When the author emerged from a solo Utah trip into western Colorado, he expected to find deserted streets and towns. Instead, he found people, in mid-March, stocking up for their regular ski vacations. Colorado Gov. Jared Polis has since closed down the state's ski areas, seemingly the only effort that would prevent vacationers from flocking to their favorite spots.

What I was witnessing was just one instance of an ad hoc, failed response to a crisis. It resembled a magnified version of the global response to climate change in which half the population is in panic mode, while the other half insists on life as usual.

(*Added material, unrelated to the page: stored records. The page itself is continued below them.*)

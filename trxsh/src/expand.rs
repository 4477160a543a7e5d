//! Alias and variable expansion over token streams
//!
//! Both passes run between tokenizing and AST building. Alias expansion only
//! touches unquoted words in command position; variable expansion touches
//! unquoted words and double-quoted strings.

use crate::error::ParseError;
use crate::lexer::{tokenize, Token, TokenKind};
use std::collections::{HashMap, HashSet, VecDeque};

/// Replace aliased command names with their tokenized values.
///
/// The first token produced by an expansion is itself eligible, so chains like
/// `ll -> l -l -> ls -l` resolve fully. Each spliced token remembers which
/// aliases produced it; a name that reappears on its own chain is left as a
/// literal word, which keeps `alias ll='ll -a'` from looping.
pub fn expand_aliases(
    tokens: Vec<Token>,
    aliases: &HashMap<String, String>,
) -> Result<Vec<Token>, ParseError> {
    if aliases.is_empty() {
        return Ok(tokens);
    }

    let mut pending: VecDeque<(Token, HashSet<String>)> =
        tokens.into_iter().map(|t| (t, HashSet::new())).collect();
    let mut out = Vec::with_capacity(pending.len());
    let mut command_position = true;

    while let Some((token, chain)) = pending.pop_front() {
        if command_position && token.kind == TokenKind::Word && !chain.contains(&token.value) {
            if let Some(value) = aliases.get(&token.value) {
                let mut chain = chain;
                chain.insert(token.value.clone());
                for replacement in tokenize(value)?.into_iter().rev() {
                    pending.push_front((replacement, chain.clone()));
                }
                continue;
            }
        }

        command_position = token.kind.starts_command();
        out.push(token);
    }

    Ok(out)
}

/// Substitute `$NAME` and `${NAME}` in words and double-quoted strings.
pub fn expand_variables(
    tokens: Vec<Token>,
    env: &HashMap<String, String>,
) -> Result<Vec<Token>, ParseError> {
    tokens
        .into_iter()
        .map(|token| match token.kind {
            TokenKind::Word | TokenKind::DoubleQuoted => Ok(Token {
                value: expand_text(&token.value, env)?,
                ..token
            }),
            _ => Ok(token),
        })
        .collect()
}

fn is_name_char(c: char) -> bool {
    c.is_ascii_alphanumeric() || c == '_'
}

/// Expand variable references inside a single piece of text.
///
/// Undefined names expand to nothing. `$?` reads the last exit status when the
/// caller provides it under the `?` key.
pub fn expand_text(text: &str, env: &HashMap<String, String>) -> Result<String, ParseError> {
    let lookup = |name: &str| env.get(name).map_or("", String::as_str);
    let chars: Vec<char> = text.chars().collect();
    let mut result = String::with_capacity(text.len());
    let mut i = 0;

    while i < chars.len() {
        let c = chars[i];
        if c != '$' {
            result.push(c);
            i += 1;
            continue;
        }

        match chars.get(i + 1) {
            Some('{') => {
                let start = i + 2;
                let Some(len) = chars[start..].iter().position(|&ch| ch == '}') else {
                    let rest: String = chars[start..].iter().collect();
                    return Err(ParseError::UnterminatedVariableExpansion(rest));
                };
                let name: String = chars[start..start + len].iter().collect();
                result.push_str(lookup(&name));
                i = start + len + 1;
            }
            Some('?') => {
                result.push_str(lookup("?"));
                i += 2;
            }
            Some(&next) if is_name_char(next) => {
                let start = i + 1;
                let len = chars[start..]
                    .iter()
                    .take_while(|&&ch| is_name_char(ch))
                    .count();
                let name: String = chars[start..start + len].iter().collect();
                result.push_str(lookup(&name));
                i = start + len;
            }
            _ => {
                result.push('$');
                i += 1;
            }
        }
    }

    Ok(result)
}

I saw this play out in even starker relief in the supermarket in Montrose, which serves as a supply town for mountain towns to the south, including Telluride. The parking lot was packed, and at first glance things inside seemed fairly typical for a ski season Saturday. The avocados and bell peppers were stacked high in the produce section, and the fancy cheese bin was overflowing. Then I noticed the potatoes were all gone.

I hurried back to the rice and beans aisle only to find what I ascertained to be high-risk folks — older, frail-looking — staring at empty shelves. It was the same with the dried pasta section, where all that remained were a few boxes of gluten-free stuff. I grabbed them and anything else that would give me sustenance for the next week or so while I lived and worked out of my car. 

Back out in the parking lot a massive Cadillac Escalade and a handful of Chevy Suburbans were lined up in front of the liquor store. One woman told her companion to move the car closer because “we’ve got way too much to carry.”

What I was witnessing was just one instance of an ad hoc, failed response to a crisis.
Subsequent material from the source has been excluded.